<<<<
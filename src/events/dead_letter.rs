use chrono::{DateTime, Utc};
use std::collections::{HashMap, VecDeque};
use std::sync::Arc;
use tokio::sync::Mutex;
use uuid::Uuid;

use crate::metrics::Metrics;
use crate::seedwork::EventEnvelope;

// ============================================================================
// Dead Letter Queue
// ============================================================================
//
// Holds events whose handler failed permanently or ran out of retries.
// Provides:
// - Queryable storage for manual intervention
// - Statistics on failure patterns by event type
//
// The queue is bounded: once full, the oldest entry is dropped for each new
// one. Operators take entries out with `remove` (one) or `drain` (all).
//
// ============================================================================

#[derive(Debug, Clone)]
pub struct DeadLetter<E> {
    pub id: Uuid,
    pub handler: String,
    pub envelope: EventEnvelope<E>,
    pub error_message: String,
    pub failure_count: u32,
    pub failed_at: DateTime<Utc>,
}

#[derive(Debug, Clone, Default, PartialEq, Eq)]
pub struct DlqStats {
    pub total_messages: usize,
    pub by_event_type: HashMap<String, usize>,
}

pub const DEFAULT_CAPACITY: usize = 10_000;

pub struct DeadLetterQueue<E> {
    messages: Mutex<VecDeque<DeadLetter<E>>>,
    capacity: usize,
    metrics: Arc<Metrics>,
}

impl<E: Clone> DeadLetterQueue<E> {
    pub fn new(metrics: Arc<Metrics>) -> Self {
        Self::with_capacity(DEFAULT_CAPACITY, metrics)
    }

    /// A capacity of zero is treated as one.
    pub fn with_capacity(capacity: usize, metrics: Arc<Metrics>) -> Self {
        Self {
            messages: Mutex::new(VecDeque::new()),
            capacity: capacity.max(1),
            metrics,
        }
    }

    pub fn capacity(&self) -> usize {
        self.capacity
    }

    pub async fn push(
        &self,
        handler: &str,
        envelope: EventEnvelope<E>,
        error_message: String,
        failure_count: u32,
    ) {
        tracing::error!(
            event_id = %envelope.event_id,
            event_type = %envelope.event_type,
            aggregate_id = %envelope.aggregate_id,
            handler = handler,
            error = %error_message,
            failure_count = failure_count,
            "💀 Adding message to Dead Letter Queue"
        );

        self.metrics.record_dead_letter(&envelope.event_type);
        let mut messages = self.messages.lock().await;
        while messages.len() >= self.capacity {
            if let Some(dropped) = messages.pop_front() {
                tracing::warn!(
                    dead_letter_id = %dropped.id,
                    event_type = %dropped.envelope.event_type,
                    capacity = self.capacity,
                    "Dead Letter Queue full, dropping oldest message"
                );
            }
        }
        messages.push_back(DeadLetter {
            id: Uuid::now_v7(),
            handler: handler.to_string(),
            envelope,
            error_message,
            failure_count,
            failed_at: Utc::now(),
        });
    }

    /// Oldest first, at most `limit` entries.
    pub async fn list(&self, limit: usize) -> Vec<DeadLetter<E>> {
        self.messages.lock().await.iter().take(limit).cloned().collect()
    }

    /// Take one entry out, typically after it was replayed by hand.
    pub async fn remove(&self, id: Uuid) -> Option<DeadLetter<E>> {
        let mut messages = self.messages.lock().await;
        let index = messages.iter().position(|message| message.id == id)?;
        messages.remove(index)
    }

    /// Take every entry out, oldest first.
    pub async fn drain(&self) -> Vec<DeadLetter<E>> {
        self.messages.lock().await.drain(..).collect()
    }

    pub async fn stats(&self) -> DlqStats {
        let messages = self.messages.lock().await;
        let mut by_event_type = HashMap::new();
        for message in messages.iter() {
            *by_event_type
                .entry(message.envelope.event_type.clone())
                .or_insert(0) += 1;
        }
        DlqStats {
            total_messages: messages.len(),
            by_event_type,
        }
    }
}

#[cfg(test)]
mod tests {
    use super::*;
    use crate::domain::community::CommunityCreated;
    use crate::domain::member::MemberCreated;
    use crate::domain::PlatformEvent;

    fn envelope(event: PlatformEvent) -> EventEnvelope<PlatformEvent> {
        EventEnvelope::new("Test", 1, event, Uuid::now_v7())
    }

    #[tokio::test]
    async fn test_stats_group_by_event_type() {
        let dlq = DeadLetterQueue::new(Arc::new(Metrics::new().unwrap()));
        let community_created = PlatformEvent::from(CommunityCreated {
            community_id: Uuid::new_v4(),
            created_by: Uuid::new_v4(),
        });
        let member_created = PlatformEvent::from(MemberCreated {
            member_id: Uuid::new_v4(),
            community_id: Uuid::new_v4(),
            user_id: Uuid::new_v4(),
        });

        dlq.push("a", envelope(community_created.clone()), "boom".into(), 3).await;
        dlq.push("b", envelope(community_created), "boom".into(), 1).await;
        dlq.push("a", envelope(member_created), "boom".into(), 1).await;

        let stats = dlq.stats().await;
        assert_eq!(stats.total_messages, 3);
        assert_eq!(stats.by_event_type["CommunityCreated"], 2);
        assert_eq!(stats.by_event_type["MemberCreated"], 1);

        let listed = dlq.list(2).await;
        assert_eq!(listed.len(), 2);
        assert_eq!(listed[0].handler, "a");
        assert_eq!(listed[0].failure_count, 3);
    }

    fn community_created() -> EventEnvelope<PlatformEvent> {
        envelope(PlatformEvent::from(CommunityCreated {
            community_id: Uuid::new_v4(),
            created_by: Uuid::new_v4(),
        }))
    }

    #[tokio::test]
    async fn test_full_queue_drops_oldest() {
        let dlq = DeadLetterQueue::with_capacity(2, Arc::new(Metrics::new().unwrap()));
        for handler in ["first", "second", "third"] {
            dlq.push(handler, community_created(), "boom".into(), 1).await;
        }

        let handlers: Vec<String> = dlq.list(10).await.into_iter().map(|m| m.handler).collect();
        assert_eq!(handlers, vec!["second", "third"]);
        assert_eq!(dlq.stats().await.total_messages, 2);
    }

    #[tokio::test]
    async fn test_remove_and_drain() {
        let dlq = DeadLetterQueue::new(Arc::new(Metrics::new().unwrap()));
        assert_eq!(dlq.capacity(), DEFAULT_CAPACITY);
        for handler in ["a", "b", "c"] {
            dlq.push(handler, community_created(), "boom".into(), 1).await;
        }

        let middle = dlq.list(3).await[1].id;
        let removed = dlq.remove(middle).await.unwrap();
        assert_eq!(removed.handler, "b");
        assert!(dlq.remove(middle).await.is_none());

        let drained: Vec<String> = dlq.drain().await.into_iter().map(|m| m.handler).collect();
        assert_eq!(drained, vec!["a", "c"]);
        assert_eq!(dlq.stats().await, DlqStats::default());
    }
}
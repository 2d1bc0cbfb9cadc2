// ============================================================================
// Seedwork Store - Generic Persistence Contracts
// ============================================================================
//
// Contracts only. Implementations live in src/persistence/
//
// ============================================================================

pub mod repository;
pub mod unit_of_work;

pub use repository::Repository;
pub use unit_of_work::UnitOfWork;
>>>>
> **Task prompt**: Retype the lines above, keeping every character.

> **Output**:
filename src/events/dead_letter.rs
use chrono::{DateTime, Utc};
use std::collections::{HashMap, VecDeque};
use std::sync::Arc;
use tokio::sync::Mutex;
use uuid::Uuid;

use crate::metrics::Metrics;
use crate::seedwork::EventEnvelope;

// ============================================================================
// Dead Letter Queue
// ============================================================================
//
// Holds events whose handler failed permanently or ran out of retries.
// Provides:
// - Queryable storage for manual intervention
// - Statistics on failure patterns by event type
//
// The queue is bounded: once full, the oldest entry is dropped for each new
// one. Operators take entries out with `remove` (one) or `drain` (all).
//
// ============================================================================

#[derive(Debug, Clone)]
pub struct DeadLetter<E> {
    pub id: Uuid,
    pub handler: String,
    pub envelope: EventEnvelope<E>,
    pub error_message: String,
    pub failure_count: u32,
    pub failed_at: DateTime<Utc>,
}

#[derive(Debug, Clone, Default, PartialEq, Eq)]
pub struct DlqStats {
    pub total_messages: usize,
    pub by_event_type: HashMap<String, usize>,
}

pub const DEFAULT_CAPACITY: usize = 10_000;

pub struct DeadLetterQueue<E> {
    messages: Mutex<VecDeque<DeadLetter<E>>>,
    capacity: usize,
    metrics: Arc<Metrics>,
}

impl<E: Clone> DeadLetterQueue<E> {
    pub fn new(metrics: Arc<Metrics>) -> Self {
        Self::with_capacity(DEFAULT_CAPACITY, metrics)
    }

    /// A capacity of zero is treated as one.
    pub fn with_capacity(capacity: usize, metrics: Arc<Metrics>) -> Self {
        Self {
            messages: Mutex::new(VecDeque::new()),
            capacity: capacity.max(1),
            metrics,
        }
    }

    pub fn capacity(&self) -> usize {
        self.capacity
    }

    pub async fn push(
        &self,
        handler: &str,
        envelope: EventEnvelope<E>,
        error_message: String,
        failure_count: u32,
    ) {
        tracing::error!(
            event_id = %envelope.event_id,
            event_type = %envelope.event_type,
            aggregate_id = %envelope.aggregate_id,
            handler = handler,
            error = %error_message,
            failure_count = failure_count,
            "💀 Adding message to Dead Letter Queue"
        );

        self.metrics.record_dead_letter(&envelope.event_type);
        let mut messages = self.messages.lock().await;
        while messages.len() >= self.capacity {
            if let Some(dropped) = messages.pop_front() {
                tracing::warn!(
                    dead_letter_id = %dropped.id,
                    event_type = %dropped.envelope.event_type,
                    capacity = self.capacity,
                    "Dead Letter Queue full, dropping oldest message"
                );
            }
        }
        messages.push_back(DeadLetter {
            id: Uuid::now_v7(),
            handler: handler.to_string(),
            envelope,
            error_message,
            failure_count,
            failed_at: Utc::now(),
        });
    }

    /// Oldest first, at most `limit` entries.
    pub async fn list(&self, limit: usize) -> Vec<DeadLetter<E>> {
        self.messages.lock().await.iter().take(limit).cloned().collect()
    }

    /// Take one entry out, typically after it was replayed by hand.
    pub async fn remove(&self, id: Uuid) -> Option<DeadLetter<E>> {
        let mut messages = self.messages.lock().await;
        let index = messages.iter().position(|message| message.id == id)?;
        messages.remove(index)
    }

    /// Take every entry out, oldest first.
    pub async fn drain(&self) -> Vec<DeadLetter<E>> {
        self.messages.lock().await.drain(..).collect()
    }

    pub async fn stats(&self) -> DlqStats {
        let messages = self.messages.lock().await;
        let mut by_event_type = HashMap::new();
        for message in messages.iter() {
            *by_event_type
                .entry(message.envelope.event_type.clone())
                .or_insert(0) += 1;
        }
        DlqStats {
            total_messages: messages.len(),
            by_event_type,
        }
    }
}

#[cfg(test)]
mod tests {
    use super::*;
    use crate::domain::community::CommunityCreated;
    use crate::domain::member::MemberCreated;
    use crate::domain::PlatformEvent;

    fn envelope(event: PlatformEvent) -> EventEnvelope<PlatformEvent> {
        EventEnvelope::new("Test", 1, event, Uuid::now_v7())
    }

    #[tokio::test]
    async fn test_stats_group_by_event_type() {
        let dlq = DeadLetterQueue::new(Arc::new(Metrics::new().unwrap()));
        let community_created = PlatformEvent::from(CommunityCreated {
            community_id: Uuid::new_v4(),
            created_by: Uuid::new_v4(),
        });
        let member_created = PlatformEvent::from(MemberCreated {
            member_id: Uuid::new_v4(),
            community_id: Uuid::new_v4(),
            user_id: Uuid::new_v4(),
        });

        dlq.push("a", envelope(community_created.clone()), "boom".into(), 3).await;
        dlq.push("b", envelope(community_created), "boom".into(), 1).await;
        dlq.push("a", envelope(member_created), "boom".into(), 1).await;

        let stats = dlq.stats().await;
        assert_eq!(stats.total_messages, 3);
        assert_eq!(stats.by_event_type["CommunityCreated"], 2);
        assert_eq!(stats.by_event_type["MemberCreated"], 1);

        let listed = dlq.list(2).await;
        assert_eq!(listed.len(), 2);
        assert_eq!(listed[0].handler, "a");
        assert_eq!(listed[0].failure_count, 3);
    }

    fn community_created() -> EventEnvelope<PlatformEvent> {
        envelope(PlatformEvent::from(CommunityCreated {
            community_id: Uuid::new_v4(),
            created_by: Uuid::new_v4(),
        }))
    }

    #[tokio::test]
    async fn test_full_queue_drops_oldest() {
        let dlq = DeadLetterQueue::with_capacity(2, Arc::new(Metrics::new().unwrap()));
        for handler in ["first", "second", "third"] {
            dlq.push(handler, community_created(), "boom".into(), 1).await;
        }

        let handlers: Vec<String> = dlq.list(10).await.into_iter().map(|m| m.handler).collect();
        assert_eq!(handlers, vec!["second", "third"]);
        assert_eq!(dlq.stats().await.total_messages, 2);
    }

    #[tokio::test]
    async fn test_remove_and_drain() {
        let dlq = DeadLetterQueue::new(Arc::new(Metrics::new().unwrap()));
        assert_eq!(dlq.capacity(), DEFAULT_CAPACITY);
        for handler in ["a", "b", "c"] {
            dlq.push(handler, community_created(), "boom".into(), 1).await;
        }

        let middle = dlq.list(3).await[1].id;
        let removed = dlq.remove(middle).await.unwrap();
        assert_eq!(removed.handler, "b");
        assert!(dlq.remove(middle).await.is_none());

        let drained: Vec<String> = dlq.drain().await.into_iter().map(|m| m.handler).collect();
        assert_eq!(drained, vec!["a", "c"]);
        assert_eq!(dlq.stats().await, DlqStats::default());
    }
}
repository 2d1bc0cbfb9cadc2
// ============================================================================
// Seedwork Store - Generic Persistence Contracts
// ============================================================================
//
// Contracts only. Implementations live in src/persistence/
//
// ============================================================================

pub mod repository;
pub mod unit_of_work;

pub use repository::Repository;
pub use unit_of_work::UnitOfWork;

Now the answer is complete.